A monk said to Joshu, “I have just entered this monastery. Please teach me.” “Have you eaten your breakfast?” asked Joshu. “Yes, I have,” replied the monk. “Then you had better wash your bowl,” said Joshu. With this the monk gained insight.
Two days ago I had a letter in my mailbox from Seattle. I let it sit a bit before I opened it, while I percolated to ripe fullness with its fragrant possibilities: the gushing thanks, the unexpected accolade, the irresistible offer that it contained.
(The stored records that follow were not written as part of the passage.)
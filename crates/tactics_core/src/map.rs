//! Battle grid and occupancy table.
//!
//! The map owns one terrain tile and one occupancy slot per cell. Positions
//! are never cached on the objects themselves: an object's position is
//! always derived by locating it in the occupancy table, so code that moves
//! objects cannot leave a stale coordinate behind.
//!
//! All scans run in row-major order (left to right, top to bottom), which
//! keeps "first match" queries reproducible.

use std::fmt;
use std::ops::ControlFlow;

use serde::{Deserialize, Serialize};

use crate::error::{BattleError, Result};
use crate::tile::Tiles;
use crate::warrior::UnitId;

/// A cell coordinate. Signed so that neighbour arithmetic can step off the
/// map and be rejected by bounds checks.
#[derive(Debug, Clone, Copy, PartialEq, Eq, Hash, PartialOrd, Ord, Serialize, Deserialize)]
pub struct GridPos {
    /// Column.
    pub x: i32,
    /// Row.
    pub y: i32,
}

impl GridPos {
    /// Create a new grid position.
    #[must_use]
    pub const fn new(x: i32, y: i32) -> Self {
        Self { x, y }
    }

    /// Manhattan distance to another cell.
    #[must_use]
    pub const fn manhattan(self, other: GridPos) -> u32 {
        self.x.abs_diff(other.x) + self.y.abs_diff(other.y)
    }

    /// The four orthogonal neighbours, in a fixed order (E, S, W, N).
    #[must_use]
    pub const fn neighbors(self) -> [GridPos; 4] {
        [
            GridPos::new(self.x + 1, self.y),
            GridPos::new(self.x, self.y + 1),
            GridPos::new(self.x - 1, self.y),
            GridPos::new(self.x, self.y - 1),
        ]
    }

    /// Returns true if `other` is one orthogonal step away.
    #[must_use]
    pub const fn is_adjacent(self, other: GridPos) -> bool {
        self.manhattan(other) == 1
    }
}

impl fmt::Display for GridPos {
    fn fmt(&self, f: &mut fmt::Formatter<'_>) -> fmt::Result {
        write!(f, "({}, {})", self.x, self.y)
    }
}

/// Map-scoped identity of a positioned object, assigned sequentially by the
/// map when the object is first placed.
#[derive(Debug, Clone, Copy, PartialEq, Eq, Hash, PartialOrd, Ord, Serialize, Deserialize)]
pub struct ObjId(pub u32);

impl fmt::Display for ObjId {
    fn fmt(&self, f: &mut fmt::Formatter<'_>) -> fmt::Result {
        write!(f, "obj#{}", self.0)
    }
}

/// What a positioned object is.
#[derive(Debug, Clone, Copy, PartialEq, Eq, Hash, Serialize, Deserialize)]
pub enum OccupantKind {
    /// A combat unit, indexing the battle's warrior arena.
    Warrior(UnitId),
    /// Scenery such as rocks or tree trunks.
    Prop,
}

/// A positioned entity resident in an occupancy slot.
///
/// Holds identity only. The warrior itself lives in the battle's arena and
/// is referenced here by index.
#[derive(Debug, Clone, Copy, PartialEq, Eq, Hash, Serialize, Deserialize)]
pub struct Occupant {
    /// Map-scoped id.
    pub id: ObjId,
    /// Obstacle flag carried from setup. Blocking is decided by occupancy
    /// alone, so a non-obstacle still fills its cell.
    pub obstacle: bool,
    /// What the object is.
    pub kind: OccupantKind,
}

impl Occupant {
    /// The warrior this occupant stands for, if any.
    #[must_use]
    pub const fn unit(&self) -> Option<UnitId> {
        match self.kind {
            OccupantKind::Warrior(unit) => Some(unit),
            OccupantKind::Prop => None,
        }
    }
}

/// Fixed-size battle grid with terrain and single-occupant slots.
#[derive(Debug, Clone, PartialEq, Eq, Hash, Serialize, Deserialize)]
pub struct BattleMap {
    /// Grid width in cells.
    width: u32,
    /// Grid height in cells.
    height: u32,
    /// Terrain in row-major order.
    tiles: Vec<Tiles>,
    /// Occupancy in row-major order.
    slots: Vec<Option<Occupant>>,
    /// Last id handed out.
    last_obj_id: u32,
}

impl BattleMap {
    /// Create a map filled with the default terrain.
    ///
    /// # Panics
    ///
    /// Panics if `width` or `height` is zero.
    #[must_use]
    pub fn new(width: u32, height: u32) -> Self {
        Self::with_tiles(width, height, |_, _| Tiles::default())
    }

    /// Create a map whose terrain is produced by a pure generator.
    ///
    /// # Panics
    ///
    /// Panics if `width` or `height` is zero.
    #[must_use]
    pub fn with_tiles(width: u32, height: u32, generator: impl FnMut(i32, i32) -> Tiles) -> Self {
        assert!(width > 0, "BattleMap width must be positive");
        assert!(height > 0, "BattleMap height must be positive");

        let cell_count = (width as usize) * (height as usize);
        let mut map = Self {
            width,
            height,
            tiles: vec![Tiles::default(); cell_count],
            slots: vec![None; cell_count],
            last_obj_id: 0,
        };
        map.reset_tiles(generator);
        map
    }

    /// Create a map from an explicit row-major tile vector.
    pub fn from_tiles(width: u32, height: u32, tiles: Vec<Tiles>) -> Result<Self> {
        if width == 0 || height == 0 {
            return Err(BattleError::InvalidSetup(format!(
                "map must not be empty ({width}x{height})"
            )));
        }
        let cell_count = (width as usize) * (height as usize);
        if tiles.len() != cell_count {
            return Err(BattleError::InvalidSetup(format!(
                "expected {cell_count} tiles for a {width}x{height} map, got {}",
                tiles.len()
            )));
        }
        Ok(Self {
            width,
            height,
            tiles,
            slots: vec![None; cell_count],
            last_obj_id: 0,
        })
    }

    /// Grid width in cells.
    #[must_use]
    pub const fn width(&self) -> u32 {
        self.width
    }

    /// Grid height in cells.
    #[must_use]
    pub const fn height(&self) -> u32 {
        self.height
    }

    /// Check if a position is within grid bounds.
    #[must_use]
    pub fn in_bounds(&self, pos: GridPos) -> bool {
        pos.x >= 0 && pos.y >= 0 && (pos.x as u32) < self.width && (pos.y as u32) < self.height
    }

    #[inline]
    fn index(&self, pos: GridPos) -> Option<usize> {
        self.in_bounds(pos)
            .then(|| (pos.y as usize) * (self.width as usize) + (pos.x as usize))
    }

    #[inline]
    fn pos_of(&self, index: usize) -> GridPos {
        let width = self.width as usize;
        GridPos::new((index % width) as i32, (index / width) as i32)
    }

    fn checked_index(&self, pos: GridPos) -> Result<usize> {
        self.index(pos).ok_or(BattleError::OutOfBounds(pos))
    }

    /// Terrain at a position, `None` if out of bounds.
    #[must_use]
    pub fn tile(&self, pos: GridPos) -> Option<Tiles> {
        self.index(pos).map(|i| self.tiles[i])
    }

    /// Regenerate all terrain from a generator, in row-major order.
    pub fn reset_tiles(&mut self, mut generator: impl FnMut(i32, i32) -> Tiles) {
        for (i, tile) in self.tiles.iter_mut().enumerate() {
            let width = self.width as usize;
            *tile = generator((i % width) as i32, (i / width) as i32);
        }
    }

    /// All terrain in row-major order.
    #[must_use]
    pub fn tiles(&self) -> &[Tiles] {
        &self.tiles
    }

    /// Create a new positioned object at `pos`, assigning it the next id.
    ///
    /// Returns the new id and whatever occupant had to be evicted.
    pub fn spawn(
        &mut self,
        pos: GridPos,
        kind: OccupantKind,
        obstacle: bool,
    ) -> Result<(ObjId, Option<Occupant>)> {
        self.checked_index(pos)?;
        self.last_obj_id += 1;
        let id = ObjId(self.last_obj_id);
        let evicted = self.place(pos, Occupant { id, obstacle, kind })?;
        Ok((id, evicted))
    }

    /// Put an occupant into a cell.
    ///
    /// If the occupant is already elsewhere on the grid it is moved. If the
    /// cell holds a different occupant, that one is evicted (removed from the
    /// grid, not destroyed) and returned.
    pub fn place(&mut self, pos: GridPos, occupant: Occupant) -> Result<Option<Occupant>> {
        let target = self.checked_index(pos)?;

        if self.slots[target].is_some_and(|o| o.id == occupant.id) {
            return Ok(None);
        }

        if let Some(current) = self.slot_index_of(occupant.id) {
            self.slots[current] = None;
        }

        Ok(self.slots[target].replace(occupant))
    }

    /// Remove an object from the grid, returning where it was.
    pub fn remove(&mut self, id: ObjId) -> Result<(GridPos, Occupant)> {
        let index = self.slot_index_of(id).ok_or(BattleError::NotOnGrid(id))?;
        let occupant = self.slots[index]
            .take()
            .ok_or(BattleError::NotOnGrid(id))?;
        Ok((self.pos_of(index), occupant))
    }

    /// Swap the contents of two cells. Either may be empty.
    pub fn exchange(&mut self, a: GridPos, b: GridPos) -> Result<()> {
        let ia = self.checked_index(a)?;
        let ib = self.checked_index(b)?;
        self.slots.swap(ia, ib);
        Ok(())
    }

    fn slot_index_of(&self, id: ObjId) -> Option<usize> {
        self.slots
            .iter()
            .position(|slot| slot.is_some_and(|o| o.id == id))
    }

    /// Find where an object currently is.
    ///
    /// # Errors
    ///
    /// Returns [`BattleError::NotOnGrid`] if the object is absent. Callers
    /// only locate objects they know are placed, so this is a contract
    /// violation rather than a lookup miss.
    pub fn locate(&self, id: ObjId) -> Result<GridPos> {
        self.slot_index_of(id)
            .map(|i| self.pos_of(i))
            .ok_or(BattleError::NotOnGrid(id))
    }

    /// Find where a warrior currently stands, `None` if off the grid.
    #[must_use]
    pub fn position_of(&self, unit: UnitId) -> Option<GridPos> {
        self.occupants()
            .find(|(_, o)| o.unit() == Some(unit))
            .map(|(pos, _)| pos)
    }

    /// Like [`position_of`](Self::position_of) but for units that must be placed.
    pub fn locate_unit(&self, unit: UnitId) -> Result<GridPos> {
        self.position_of(unit)
            .ok_or(BattleError::UnitNotOnGrid(unit))
    }

    /// The occupant of a cell. Out-of-bounds cells are simply empty.
    #[must_use]
    pub fn at(&self, pos: GridPos) -> Option<&Occupant> {
        self.index(pos).and_then(|i| self.slots[i].as_ref())
    }

    /// The warrior standing in a cell, if any.
    #[must_use]
    pub fn unit_at(&self, pos: GridPos) -> Option<UnitId> {
        self.at(pos).and_then(Occupant::unit)
    }

    /// Find an object by its map id.
    #[must_use]
    pub fn find_by_id(&self, id: ObjId) -> Option<(GridPos, &Occupant)> {
        self.occupants().find(|(_, o)| o.id == id)
    }

    /// True if the cell cannot be entered by a unit with `tile_mask`: it is
    /// out of bounds, occupied, or its terrain is not in the mask.
    #[must_use]
    pub fn blocked(&self, pos: GridPos, tile_mask: Tiles) -> bool {
        match self.index(pos) {
            None => true,
            Some(i) => self.slots[i].is_some() || !self.tiles[i].accepts(tile_mask),
        }
    }

    /// Walkability predicate used by the pathfinder.
    #[must_use]
    pub fn is_spare(&self, pos: GridPos, tile_mask: Tiles) -> bool {
        !self.blocked(pos, tile_mask)
    }

    /// Iterate over all occupied cells in row-major order.
    pub fn occupants(&self) -> impl Iterator<Item = (GridPos, &Occupant)> + '_ {
        self.slots
            .iter()
            .enumerate()
            .filter_map(move |(i, slot)| slot.as_ref().map(|o| (self.pos_of(i), o)))
    }

    /// Visit occupied cells in row-major order until the visitor breaks.
    ///
    /// Returns the break value, or `None` if the scan ran to completion.
    pub fn scan<B>(&self, mut visit: impl FnMut(GridPos, &Occupant) -> ControlFlow<B>) -> Option<B> {
        for (pos, occupant) in self.occupants() {
            if let ControlFlow::Break(value) = visit(pos, occupant) {
                return Some(value);
            }
        }
        None
    }

    /// Number of occupied cells.
    #[must_use]
    pub fn occupied_count(&self) -> usize {
        self.slots.iter().filter(|s| s.is_some()).count()
    }

    /// Verify that no object id appears in more than one slot.
    #[cfg(any(test, feature = "debug-validation"))]
    #[must_use]
    pub fn ids_are_unique(&self) -> bool {
        let mut ids: Vec<u32> = self.occupants().map(|(_, o)| o.id.0).collect();
        let total = ids.len();
        ids.sort_unstable();
        ids.dedup();
        ids.len() == total
    }
}

impl Default for BattleMap {
    /// A 10x6 grass field, the size of the standard skirmish board.
    fn default() -> Self {
        Self::new(10, 6)
    }
}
I live this way a lot, squinting around the curve, anticipating what I’m about to get. Don’t we keep expecting to get something? In particular, to get “it”? To figure “it” out? To reach a culminating resolution, reward, complete understanding, wisdom, clarity, closure, the right answer, the holy grail? That very expectation fills us up and weighs us down.
The letter was nothing I dreamed of. It was a note from a long-lost cousin lately relocated from Japan here to the States. She has adopted a daughter, a Japanese girl, and wouldn’t it be lovely for our sisterless girls to each gain a cousin?
I cried at the long circumference of the circle.
She told me that she had a woodblock print of a fountain at the inimitable Ryoanji Zen temple in Kyoto. The print reads, “I am content with what I have,” she wrote. No, not quite, she corrected herself, capturing the subtle depth of the teaching, “I am content with what I lack.”